Many real-life systems in our everyday world consist of some network devices communicating with each other. Although it is a powerful source of data, people are having a hard time extracting any information from it. It becomes even harder if some automation of that process is needed. It is because most of this communication is being exchanged in the form of device logs or outputs.
Each device can have its own way of expressing itself, that is why it is hard to create universal solution ex. For extracting IP addresses from it. Extracting data from one log can be manageable by humans, but most networking systems use thousands of routers, etc. Furthermore, it is important to mention how hard it is to manage such huge systems. This article is supposed to show how the WASKO company approached these problems and helped the whole industry with its solution.
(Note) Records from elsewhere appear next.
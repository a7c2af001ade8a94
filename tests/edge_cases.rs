#![allow(clippy::unwrap_used, clippy::expect_used, clippy::panic)]
//! Comprehensive edge-case tests for production-grade reliability
//! Tests boundary conditions, malformed input, codec limits, and routing corners

use ami_client::core::codec::MAX_LINE_LENGTH;
use ami_client::protocol::correlation::{ActionId, CorrelationEngine};
use ami_client::service::pipeline::{BlockAssembler, BANNER_TEXT};
use ami_client::utils::timeout::with_timeout_error;
use ami_client::{AmiError, LineCodec, Message, RecordMap};
use bytes::BytesMut;
use std::time::Duration;
use tokio_util::codec::Decoder;

// ============================================================================
// MESSAGE DECODE EDGE CASES
// ============================================================================

#[test]
fn test_decode_empty_buffer() {
    let result = Message::from_bytes(b"");
    assert!(
        matches!(result, Err(AmiError::IncompleteMessage { lines: 1 })),
        "Empty input never terminates its first line"
    );
}

#[test]
fn test_decode_missing_block_terminator() {
    let result = Message::from_bytes(b"Response: Success\r\nActionID: 7\r\n");
    assert!(
        matches!(result, Err(AmiError::IncompleteMessage { lines: 3 })),
        "The blank closing line itself is line 3"
    );
}

#[test]
fn test_decode_line_without_separator() {
    let result = Message::from_bytes(b"Response: Success\r\njust words\r\n\r\n");
    assert!(matches!(result, Err(AmiError::MalformedField { line: 2 })));
}

#[test]
fn test_decode_empty_key_rejected() {
    let result = Message::from_bytes(b": orphaned value\r\n\r\n");
    assert!(matches!(result, Err(AmiError::MalformedField { line: 1 })));

    let result = Message::from_bytes(b"   : padded orphan\r\n\r\n");
    assert!(matches!(result, Err(AmiError::MalformedField { line: 1 })));
}

#[test]
fn test_decode_value_keeps_later_colons() {
    let msg = Message::from_bytes(b"Variable: key=a:b:c\r\n\r\n").unwrap();
    assert_eq!(msg.get("Variable"), Some("key=a:b:c"));
}

#[test]
fn test_decode_empty_value_allowed() {
    let msg = Message::from_bytes(b"Challenge:\r\n\r\n").unwrap();
    assert_eq!(msg.get("Challenge"), Some(""));
}

#[test]
fn test_decode_stops_at_first_blank_line() {
    let msg = Message::from_bytes(b"Event: Hangup\r\n\r\nEvent: Ignored\r\n\r\n").unwrap();
    assert_eq!(msg.len(), 1);
    assert_eq!(msg.get("Event"), Some("Hangup"));
}

#[test]
fn test_decode_lone_terminator_is_an_empty_message() {
    let msg = Message::from_bytes(b"\r\n").unwrap();
    assert!(msg.is_empty());
    assert!(!msg.is_success());
}

#[test]
fn test_decode_folds_repeated_keys() {
    let msg = Message::from_bytes(
        b"Event: VarSet\r\nVariable: a=1\r\nVARIABLE: b=2\r\nvariable: c=3\r\n\r\n",
    )
    .unwrap();
    assert_eq!(msg.len(), 2);
    assert_eq!(msg.get("Variable"), Some("a=1\r\nb=2\r\nc=3"));
}

// ============================================================================
// MESSAGE FIELD SEMANTICS
// ============================================================================

#[test]
fn test_field_whitespace_trimming() {
    let mut msg = Message::new();
    msg.add("  Channel  ", "  SIP/100  ");
    assert_eq!(msg.get("Channel"), Some("SIP/100"));
    assert_eq!(msg.get("  Channel"), Some("SIP/100"));
}

#[test]
fn test_empty_key_is_a_no_op() {
    let mut msg = Message::new();
    msg.add("", "value");
    msg.add("   \t ", "value");
    assert!(msg.is_empty());
}

#[test]
fn test_action_id_moves_to_the_end_on_replacement() {
    let mut msg = Message::new();
    msg.add("ActionID", "first");
    msg.add("Action", "Ping");
    msg.add("ACTIONID", "second");

    let keys: Vec<_> = msg.fields().map(|(k, _)| k).collect();
    assert_eq!(keys, vec!["Action", "ACTIONID"]);
    assert_eq!(msg.get("actionid"), Some("second"));
}

#[test]
fn test_generated_action_ids_are_unique() {
    let a = Message::new().field("Action", "Ping");
    let b = Message::new().field("Action", "Ping");
    assert_ne!(a.get("ActionID"), b.get("ActionID"));
}

#[test]
fn test_is_success_needs_both_key_and_value() {
    assert!(!Message::new().field("Response", "Failure").is_success());
    assert!(!Message::new().field("Outcome", "Success").is_success());
    assert!(Message::new()
        .field("Event", "X")
        .field("response", "success")
        .is_success());
}

// ============================================================================
// LINE CODEC EDGE CASES
// ============================================================================

#[test]
fn test_codec_byte_at_a_time_delivery() {
    let mut codec = LineCodec::new();
    let mut buf = BytesMut::new();
    let wire = b"Response: Success\r\n";

    let mut decoded = None;
    for &byte in wire.iter() {
        buf.extend_from_slice(&[byte]);
        if let Some(line) = codec.decode(&mut buf).unwrap() {
            decoded = Some(line);
        }
    }
    assert_eq!(decoded.as_deref(), Some("Response: Success"));
}

#[test]
fn test_codec_cr_without_lf_is_content() {
    let mut codec = LineCodec::new();
    let mut buf = BytesMut::from(&b"a\rb\r\n"[..]);
    assert_eq!(codec.decode(&mut buf).unwrap().as_deref(), Some("a\rb"));
}

#[test]
fn test_codec_line_at_the_cap_passes() {
    let mut codec = LineCodec::new();
    let mut wire = vec![b'k'; MAX_LINE_LENGTH - 2];
    wire.extend_from_slice(b"\r\n");
    let mut buf = BytesMut::from(wire.as_slice());
    let line = codec.decode(&mut buf).unwrap().unwrap();
    assert_eq!(line.len(), MAX_LINE_LENGTH - 2);
}

#[test]
fn test_codec_unterminated_line_over_the_cap_fails() {
    let mut codec = LineCodec::new();
    let mut buf = BytesMut::from(vec![b'k'; MAX_LINE_LENGTH + 16].as_slice());
    assert!(matches!(
        codec.decode(&mut buf),
        Err(AmiError::OversizedLine(_))
    ));
}

#[test]
fn test_codec_survives_invalid_utf8() {
    let mut codec = LineCodec::new();
    let mut buf = BytesMut::from(&b"Key: \xf0\x28\x8c\x28\r\n"[..]);
    let line = codec.decode(&mut buf).unwrap().unwrap();
    assert!(line.starts_with("Key: "));
}

// ============================================================================
// BLOCK ASSEMBLY EDGE CASES
// ============================================================================

#[test]
fn test_assembler_banner_with_version_suffix() {
    let mut assembler = BlockAssembler::new();
    assert_eq!(assembler.push_line("Asterisk Call Manager/1.1"), None);
    assert_eq!(assembler.push_line(BANNER_TEXT), None);
    // the discarded banner leaves no partial block behind
    assert_eq!(assembler.push_line(""), None);
}

#[test]
fn test_assembler_consecutive_blocks() {
    let mut assembler = BlockAssembler::new();
    assembler.push_line("A: 1");
    let first = assembler.push_line("").unwrap();
    assembler.push_line("B: 2");
    let second = assembler.push_line("").unwrap();

    assert_eq!(first, "A: 1\r\n\r\n");
    assert_eq!(second, "B: 2\r\n\r\n");
}

#[test]
fn test_assembler_output_is_decodable() {
    let mut assembler = BlockAssembler::new();
    assembler.push_line("Response: Success");
    assembler.push_line("ActionID: 9");
    let block = assembler.push_line("").unwrap();

    let msg = Message::from_bytes(block.as_bytes()).unwrap();
    assert!(msg.is_success());
    assert_eq!(msg.get("ActionID"), Some("9"));
}

// ============================================================================
// CORRELATION ROUTING CORNERS
// ============================================================================

#[tokio::test]
async fn test_route_without_action_id_is_inert() {
    let engine = CorrelationEngine::new();
    let mut rx = engine.register(&ActionId::new("open")).unwrap();

    engine
        .route(&Message::new().field("Response", "Success"))
        .unwrap();
    assert!(rx.try_recv().is_err(), "No token, no resolution");
}

#[tokio::test]
async fn test_route_unknown_token_is_inert() {
    let engine = CorrelationEngine::new();
    engine
        .route(
            &Message::new()
                .field("Response", "Success")
                .field("ActionID", "nobody-asked"),
        )
        .unwrap();
    // and the token remains available
    assert!(engine.register(&ActionId::new("nobody-asked")).is_ok());
}

#[tokio::test]
async fn test_event_head_does_not_claim_a_pending_token() {
    let engine = CorrelationEngine::new();
    let mut rx = engine.register(&ActionId::new("orig-1")).unwrap();

    // an event carrying the token, before the response head
    engine
        .route(
            &Message::new()
                .field("Event", "OriginateResponse")
                .field("ActionID", "orig-1"),
        )
        .unwrap();
    assert!(rx.try_recv().is_err());

    engine
        .route(
            &Message::new()
                .field("Response", "Success")
                .field("ActionID", "orig-1"),
        )
        .unwrap();
    assert!(rx.await.unwrap().unwrap().is_success());
}

#[tokio::test]
async fn test_aggregation_head_fields_survive_unchanged() {
    let engine = CorrelationEngine::new();
    let rx = engine.register(&ActionId::new("q")).unwrap();

    engine
        .route(
            &Message::new()
                .field("Response", "Success")
                .field("EventList", "start")
                .field("Message", "Queue status will follow")
                .field("ActionID", "q"),
        )
        .unwrap();
    engine
        .route(
            &Message::new()
                .field("Event", "QueueParams")
                .field("Queue", "support")
                .field("ActionID", "q"),
        )
        .unwrap();
    engine
        .route(
            &Message::new()
                .field("Event", "QueueStatusComplete")
                .field("ActionID", "q"),
        )
        .unwrap();

    let head = rx.await.unwrap().unwrap();
    assert_eq!(head.get("Message"), Some("Queue status will follow"));
    assert_eq!(head.get("EventList"), Some("start"));
    assert_eq!(head.responses().len(), 1);
    assert_eq!(head.responses()[0].get("Queue"), Some("support"));
}

// ============================================================================
// RECORD MAPPING EDGE CASES
// ============================================================================

#[derive(Default)]
struct CallRecord {
    channel: String,
    duration: u32,
    billable: bool,
}

#[test]
fn test_record_map_empty_mapping() {
    let map: RecordMap<CallRecord> = RecordMap::new();
    assert!(map.is_empty());
    let record = map.to_record(&Message::new().field("Channel", "SIP/1"));
    assert_eq!(record.channel, "");
}

#[test]
fn test_record_map_partial_and_bad_values() {
    let map = RecordMap::new()
        .field("Channel", |r: &mut CallRecord, v| r.channel = v)
        .field("Duration", |r: &mut CallRecord, v| r.duration = v)
        .field("Billable", |r: &mut CallRecord, v| r.billable = v);

    let msg = Message::new()
        .field("Channel", "SIP/100-0001")
        .field("Duration", "three minutes")
        .field("Billable", "true");
    let record = map.to_record(&msg);

    assert_eq!(record.channel, "SIP/100-0001");
    assert_eq!(record.duration, 0, "Unparseable value keeps the default");
    assert!(record.billable);
}

// ============================================================================
// TIMEOUT HELPER
// ============================================================================

#[tokio::test]
async fn test_timeout_elapses_to_typed_error() {
    let never = async {
        tokio::time::sleep(Duration::from_secs(60)).await;
        Ok(())
    };
    let result = with_timeout_error(never, Duration::from_millis(10)).await;
    assert!(matches!(result, Err(AmiError::Timeout)));
}

#[tokio::test]
async fn test_timeout_passes_inner_results_through() {
    let quick = async { Ok(7u8) };
    assert_eq!(
        with_timeout_error(quick, Duration::from_secs(1)).await.unwrap(),
        7
    );

    let failing = async { Err::<(), _>(AmiError::NotConnected) };
    let result = with_timeout_error(failing, Duration::from_secs(1)).await;
    assert!(matches!(result, Err(AmiError::NotConnected)));
}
NEDAPS is an innovative and open platform used to support the management of distributed network and service infrastructure, developed by WASKO company. The system is dedicated to telecommunications operators (ISP, PSTN, VSP) or a company with extensive IT infrastructure. The use of NEDAPS significantly affects the simplification of operations “on the infrastructure” by manual users as well as BSS business systems, thanks to which the cost and time of implementing new services are significantly reduced. NEDAPS enables the graphic definition of actions (operations, configuration, exchange of information) to be performed on devices and systems in order to perform a specific task. The definition of the operation consists of selecting appropriate functional blocks from the provided libraries and their appropriate combination. Thanks to its simple and understandable graphical interface, it allows the end-user to manage networking systems very easily.
As mentioned previously in the introduction, the problem of extracting information from logs of network devices can be a hellishly difficult task. NEDAPS tries to help its end user with this problem. As logs are in the form of text data, there is a possibility of extracting data from them using regular expressions. A regular expression is a sequence of characters that specifies a search pattern. It is a technique developed in theoretical computer science and formal language theory.
After defining the regular expression, it can be used to extract information from texts of similar structure. Thanks to that, the user can define a regular expression for some set of devices and use the id inside of NEDAPS. NEDAPS also has a database of regular expressions created by professional programmers, so that users can just find already created expressions for their need. Such regular expression can be easily readable, and understandable. This solution has unfortunately two drawbacks. If there will not be any sufficient regular expression in the database, it requires from the user to be familiar with creating one. On the other hand, the user can employ a programmer specialized in creating regular expressions. The second problem is that regular expressions are created in the way to perfectly fit the data that user currently have. Because of that, if there was a software update for one device, it can change the way it is sending the information, the regular expression will stop working.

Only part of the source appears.